BEGIN Data extract

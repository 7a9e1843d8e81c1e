/********************************************************************************
 * Copyright (c) 2026 Contributors to the Eclipse Foundation
 *
 * See the NOTICE file(s) distributed with this work for additional
 * information regarding copyright ownership.
 *
 * This program and the accompanying materials are made available under the
 * terms of the Apache License Version 2.0 which is available at
 * https://www.apache.org/licenses/LICENSE-2.0
 *
 * SPDX-License-Identifier: Apache-2.0
 ********************************************************************************/

use serde::{Deserialize, Serialize};
use std::error::Error;
use std::fmt::{self, Display, Formatter};
use std::fs;
use std::path::{Path, PathBuf};

const DEFAULT_NAME: &str = "live-feed";

/// Settings for a [`RealtimeManager`](crate::RealtimeManager).
#[derive(Deserialize, Serialize, Debug, Clone, PartialEq, Eq)]
#[serde(deny_unknown_fields)]
pub struct RealtimeConfig {
    /// Appears in the manager's lifecycle events.
    #[serde(default = "default_name")]
    pub name: String,
    /// Logs every subscribe/release transition at `info`.
    #[serde(default)]
    pub debug: bool,
}

fn default_name() -> String {
    DEFAULT_NAME.to_string()
}

impl Default for RealtimeConfig {
    fn default() -> Self {
        Self {
            name: default_name(),
            debug: false,
        }
    }
}

impl RealtimeConfig {
    pub fn from_json5_str(contents: &str) -> Result<Self, ConfigError> {
        json5::from_str(contents).map_err(|err| ConfigError::Parse {
            path: None,
            message: err.to_string(),
        })
    }

    pub fn from_file(path: impl AsRef<Path>) -> Result<Self, ConfigError> {
        let path = path.as_ref();
        let contents = fs::read_to_string(path).map_err(|source| ConfigError::Read {
            path: path.to_path_buf(),
            source,
        })?;
        json5::from_str(&contents).map_err(|err| ConfigError::Parse {
            path: Some(path.to_path_buf()),
            message: err.to_string(),
        })
    }
}

/// Configuration loading failures.
#[derive(Debug)]
pub enum ConfigError {
    Read {
        path: PathBuf,
        source: std::io::Error,
    },
    Parse {
        path: Option<PathBuf>,
        message: String,
    },
}

impl Display for ConfigError {
    fn fmt(&self, f: &mut Formatter<'_>) -> fmt::Result {
        match self {
            ConfigError::Read { path, source } => {
                write!(f, "unable to read config {}: {source}", path.display())
            }
            ConfigError::Parse {
                path: Some(path),
                message,
            } => write!(f, "unable to parse config {}: {message}", path.display()),
            ConfigError::Parse {
                path: None,
                message,
            } => write!(f, "unable to parse config: {message}"),
        }
    }
}

impl Error for ConfigError {
    fn source(&self) -> Option<&(dyn Error + 'static)> {
        match self {
            ConfigError::Read { source, .. } => Some(source),
            ConfigError::Parse { .. } => None,
        }
    }
}
/********************************************************************************
 * Copyright (c) 2026 Contributors to the Eclipse Foundation
 *
 * See the NOTICE file(s) distributed with this work for additional
 * information regarding copyright ownership.
 *
 * This program and the accompanying materials are made available under the
 * terms of the Apache License Version 2.0 which is available at
 * https://www.apache.org/licenses/LICENSE-2.0
 *
 * SPDX-License-Identifier: Apache-2.0
 ********************************************************************************/

//! Connectivity state and reconnect-callback fan-out.

use crate::observability::{events, fields};
use futures::{Stream, StreamExt};
use serde::{Deserialize, Serialize};
use std::fmt::{Debug, Formatter};
use std::panic::{catch_unwind, AssertUnwindSafe};
use std::sync::atomic::{AtomicBool, AtomicU64, Ordering};
use std::sync::{Arc, Mutex, MutexGuard, PoisonError, Weak};
use tracing::{debug, info, warn};

const COMPONENT: &str = "network_monitor";

/// Process-visible connectivity state.
#[derive(Clone, Copy, Debug, Default, Eq, PartialEq, Serialize, Deserialize)]
#[serde(rename_all = "snake_case")]
pub enum NetworkState {
    #[default]
    Connected,
    Disconnected,
}

type ReconnectCallback = Arc<dyn Fn() + Send + Sync + 'static>;

/// Namespace a callback id lives in. Ids only replace each other within a scope.
#[derive(Clone, Copy, Debug, Eq, PartialEq)]
pub(crate) enum CallbackScope {
    Application,
    /// Per-key restart callbacks owned by the feed hub.
    FeedRestart,
}

struct CallbackSlot {
    scope: CallbackScope,
    id: String,
    serial: u64,
    callback: ReconnectCallback,
}

struct MonitorState {
    network: NetworkState,
    /// Registration order; a replaced id keeps its slot.
    callbacks: Vec<CallbackSlot>,
}

pub(crate) struct MonitorInner {
    state: Mutex<MonitorState>,
    next_serial: AtomicU64,
}

impl MonitorInner {
    fn lock_state(&self) -> MutexGuard<'_, MonitorState> {
        self.state.lock().unwrap_or_else(PoisonError::into_inner)
    }

    fn unregister(&self, id: &str, serial: u64) -> bool {
        let mut state = self.lock_state();
        let Some(position) = state
            .callbacks
            .iter()
            .position(|slot| slot.id == id && slot.serial == serial)
        else {
            return false;
        };
        state.callbacks.remove(position);
        true
    }
}

/// Tracks connectivity and notifies reconnect callbacks once per outage recovery.
///
/// ```
/// use live_feed::NetworkMonitor;
/// use std::sync::atomic::{AtomicUsize, Ordering};
/// use std::sync::Arc;
///
/// let monitor = NetworkMonitor::new();
/// let refreshed = Arc::new(AtomicUsize::new(0));
/// let counter = refreshed.clone();
/// let _registration = monitor.register_reconnect_callback("sync", move || {
///     counter.fetch_add(1, Ordering::SeqCst);
/// });
///
/// assert!(!monitor.on_network_reconnect());
/// assert!(monitor.on_network_disconnect());
/// assert!(monitor.on_network_reconnect());
/// assert_eq!(refreshed.load(Ordering::SeqCst), 1);
/// ```
#[derive(Clone)]
pub struct NetworkMonitor {
    inner: Arc<MonitorInner>,
}

impl Default for NetworkMonitor {
    fn default() -> Self {
        Self::new()
    }
}
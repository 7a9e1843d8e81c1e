//! One-shot listener teardown.

use crate::observability::{events, fields};
use std::fmt::{Debug, Formatter};
use std::panic::{catch_unwind, AssertUnwindSafe};
use tracing::warn;

const COMPONENT: &str = "teardown";

/// Closes one established live listener.
///
/// Wraps a `FnOnce`, so the close can only ever run once.
pub struct Teardown {
    close: Box<dyn FnOnce() + Send + 'static>,
}

impl Teardown {
    pub fn new(close: impl FnOnce() + Send + 'static) -> Self {
        Self {
            close: Box::new(close),
        }
    }

    /// Teardown for listeners that own nothing to close.
    pub fn noop() -> Self {
        Self::new(|| {})
    }

    /// Runs `self` and then `next`.
    pub fn chain(self, next: Teardown) -> Teardown {
        Teardown::new(move || {
            self.run();
            next.run();
        })
    }

    pub fn run(self) {
        (self.close)()
    }

    /// Runs the teardown, containing a panic so registry cleanup paths never unwind.
    pub(crate) fn run_isolated(self, key: &str, generation: u64) {
        if let Err(payload) = catch_unwind(AssertUnwindSafe(|| self.run())) {
            let err = fields::format_panic_payload(payload.as_ref());
            warn!(
                event = events::SUBSCRIPTION_TEARDOWN_PANICKED,
                component = COMPONENT,
                key,
                generation,
                err = %err,
                "listener teardown panicked"
            );
        }
    }
}

impl Debug for Teardown {
    fn fmt(&self, f: &mut Formatter<'_>) -> std::fmt::Result {
        f.debug_struct("Teardown").finish_non_exhaustive()
    }
}
use async_trait::async_trait;

use crate::error::Result;
use crate::models::Family;

pub mod dynamo;
pub mod memory;

/// Persistence for family records.
///
/// Implementations decide not-found themselves: `get_family`,
/// `replace_family` and `delete_family` return `StoreError::NotFound` for an
/// absent id and leave the store untouched.
#[async_trait]
pub trait FamilyStore: Send + Sync {
    /// Every stored family, in store order.
    async fn list_families(&self) -> Result<Vec<Family>>;

    async fn get_family(&self, id: &str) -> Result<Family>;

    async fn create_family(&self, family: Family) -> Result<Family>;

    /// Replaces an existing record wholesale.
    async fn replace_family(&self, family: Family) -> Result<Family>;

    async fn delete_family(&self, id: &str) -> Result<()>;
}
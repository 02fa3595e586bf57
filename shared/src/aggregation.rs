//! Filtering and headcount statistics over the family list.
//!
//! Every check of "is this family invited to event X" goes through
//! [`effective_events`], which reconciles the current `events` list with the
//! legacy single `event` field.

use serde::Serialize;

use crate::config::EventCatalog;
use crate::models::{EventTag, Family, Gender, Member};

/// Event selection for list, export and print views.
#[derive(Debug, Clone, PartialEq, Eq, Default)]
pub enum EventFilter {
    #[default]
    All,
    Only(EventTag),
}

impl EventFilter {
    pub fn matches(&self, family: &Family) -> bool {
        match self {
            EventFilter::All => true,
            EventFilter::Only(tag) => effective_events(family).contains(tag),
        }
    }

    pub fn tag(&self) -> Option<&EventTag> {
        match self {
            EventFilter::All => None,
            EventFilter::Only(tag) => Some(tag),
        }
    }
}

#[derive(Debug, Clone, Default)]
pub struct FamilyQuery {
    pub search: String,
    pub event: EventFilter,
}

impl FamilyQuery {
    pub fn new(search: impl Into<String>, event: EventFilter) -> Self {
        Self {
            search: search.into(),
            event,
        }
    }

    fn matches(&self, family: &Family, needle: &str) -> bool {
        let matches_search = needle.is_empty()
            || family.family_name.to_lowercase().contains(needle)
            || family
                .members
                .iter()
                .any(|m| m.name.to_lowercase().contains(needle));

        matches_search && self.event.matches(family)
    }
}

#[derive(Serialize, Debug, Clone, Copy, PartialEq, Eq, Default)]
#[serde(rename_all = "camelCase")]
pub struct Statistics {
    pub total_families: usize,
    pub total_guests: usize,
    pub total_men: usize,
    pub total_women: usize,
}

#[derive(Serialize, Debug, Clone, PartialEq, Eq)]
#[serde(rename_all = "camelCase")]
pub struct EventStatistics {
    pub event: EventTag,
    pub total_families: usize,
    pub total_guests: usize,
    pub males: usize,
    pub females: usize,
}

/// The event set a family actually belongs to: `events` when non-empty,
/// otherwise the legacy single tag, otherwise nothing.
pub fn effective_events(family: &Family) -> Vec<EventTag> {
    if !family.events.is_empty() {
        family.events.clone()
    } else {
        family.legacy_event.iter().cloned().collect()
    }
}

/// Stable, case-insensitive ascending sort by family name.
pub fn sort_by_family_name(families: &mut [Family]) {
    families.sort_by_cached_key(|f| f.family_name.to_lowercase());
}

/// Families matching the query, sorted by family name.
pub fn filter_families(families: &[Family], query: &FamilyQuery) -> Vec<Family> {
    let needle = query.search.to_lowercase();
    let mut matched: Vec<Family> = families
        .iter()
        .filter(|f| query.matches(f, &needle))
        .cloned()
        .collect();
    sort_by_family_name(&mut matched);
    matched
}

fn count_genders<'a>(members: impl Iterator<Item = &'a Member>) -> (usize, usize) {
    members.fold((0, 0), |(males, females), m| match m.gender {
        Gender::Male => (males + 1, females),
        Gender::Female => (males, females + 1),
    })
}

pub fn compute_statistics(families: &[Family]) -> Statistics {
    let (total_men, total_women) = count_genders(families.iter().flat_map(|f| f.members.iter()));

    Statistics {
        total_families: families.len(),
        total_guests: families.iter().map(|f| f.members.len()).sum(),
        total_men,
        total_women,
    }
}

/// One row per catalog event, in catalog order. A family is counted in
/// every row whose event it belongs to.
pub fn per_event_statistics(families: &[Family], catalog: &EventCatalog) -> Vec<EventStatistics> {
    catalog
        .events()
        .iter()
        .map(|event| {
            let attending: Vec<&Family> = families
                .iter()
                .filter(|f| effective_events(f).contains(event))
                .collect();
            let (males, females) = count_genders(attending.iter().flat_map(|f| f.members.iter()));

            EventStatistics {
                event: event.clone(),
                total_families: attending.len(),
                total_guests: attending.iter().map(|f| f.members.len()).sum(),
                males,
                females,
            }
        })
        .collect()
}
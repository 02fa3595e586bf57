use anyhow::{bail, Context, Result};
use guestlist_shared::config::EventCatalog;
use guestlist_shared::store::dynamo::DEFAULT_TABLE_NAME;
use std::env;

const DEFAULT_PORT: u16 = 5001;
const DEFAULT_PREFIX: &str = "/api";

#[derive(Debug, Clone, Copy, PartialEq, Eq)]
pub enum StoreBackend {
    Memory,
    DynamoDb,
}

impl StoreBackend {
    fn parse(raw: &str) -> Result<Self> {
        match raw.to_lowercase().as_str() {
            "memory" | "inmemory" => Ok(StoreBackend::Memory),
            "dynamodb" | "dynamo" => Ok(StoreBackend::DynamoDb),
            other => bail!("STORE_BACKEND must be 'memory' or 'dynamodb', got '{}'", other),
        }
    }
}

#[derive(Debug, Clone)]
pub struct ServiceConfig {
    pub host: String,
    pub port: u16,
    pub prefix: String,
    pub store_backend: StoreBackend,
    pub table_name: String,
    pub dynamodb_endpoint: Option<String>,
    pub events: EventCatalog,
}

impl ServiceConfig {
    pub fn from_env() -> Result<Self> {
        dotenvy::dotenv().ok();

        let host = env::var("HOST").unwrap_or_else(|_| "0.0.0.0".to_string());
        let port = match env::var("PORT") {
            Ok(raw) => raw.parse::<u16>().context("PORT must be a valid u16")?,
            Err(_) => DEFAULT_PORT,
        };

        // REMOVE_BASE_PATH=true serves routes at the root (API Gateway strips the stage)
        let remove_base_path = env::var("REMOVE_BASE_PATH")
            .map(|v| v.to_lowercase() == "true")
            .unwrap_or(false);
        let prefix = if remove_base_path {
            String::new()
        } else {
            normalize_prefix(&env::var("API_PREFIX").unwrap_or_else(|_| DEFAULT_PREFIX.into()))
        };

        let store_backend =
            StoreBackend::parse(&env::var("STORE_BACKEND").unwrap_or_else(|_| "memory".into()))?;
        let table_name =
            env::var("FAMILIES_TABLE").unwrap_or_else(|_| DEFAULT_TABLE_NAME.to_string());
        let dynamodb_endpoint = env::var("DYNAMODB_ENDPOINT").ok();
        let events = EventCatalog::from_env().context("invalid event configuration")?;

        Ok(Self {
            host,
            port,
            prefix,
            store_backend,
            table_name,
            dynamodb_endpoint,
            events,
        })
    }

    pub fn address(&self) -> String {
        format!("{}:{}", self.host, self.port)
    }
}

/// Ensures a leading slash and no trailing slash; "/" and "" mean no prefix.
fn normalize_prefix(raw: &str) -> String {
    let trimmed = raw.trim().trim_matches('/');
    if trimmed.is_empty() {
        String::new()
    } else {
        format!("/{}", trimmed)
    }
}
use serde_json::{json, Value};

use crate::models::{Family, Gender};

/// Request body for a valid family with the given name and events.
pub fn family_payload(family_name: &str, events: &[&str]) -> Value {
    json!({
        "familyName": family_name,
        "events": events,
        "members": [
            { "name": format!("{} Sr", family_name), "gender": "male" },
            { "name": format!("{} Jr", family_name), "gender": "female" }
        ]
    })
}

/// A family as written by the single-event schema generation.
pub fn legacy_family(id: &str, family_name: &str, event: &str) -> Family {
    Family::new(id, family_name)
        .with_legacy_event(event)
        .with_member(format!("{} Sr", family_name), Gender::Male)
}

END Data extract

About this exercise:
Your job is to copy out every line from the records above that has the word "collect".

Final answer:
        family.legacy_event.iter().cloned().collect()
        .collect();
                .collect();
        .collect()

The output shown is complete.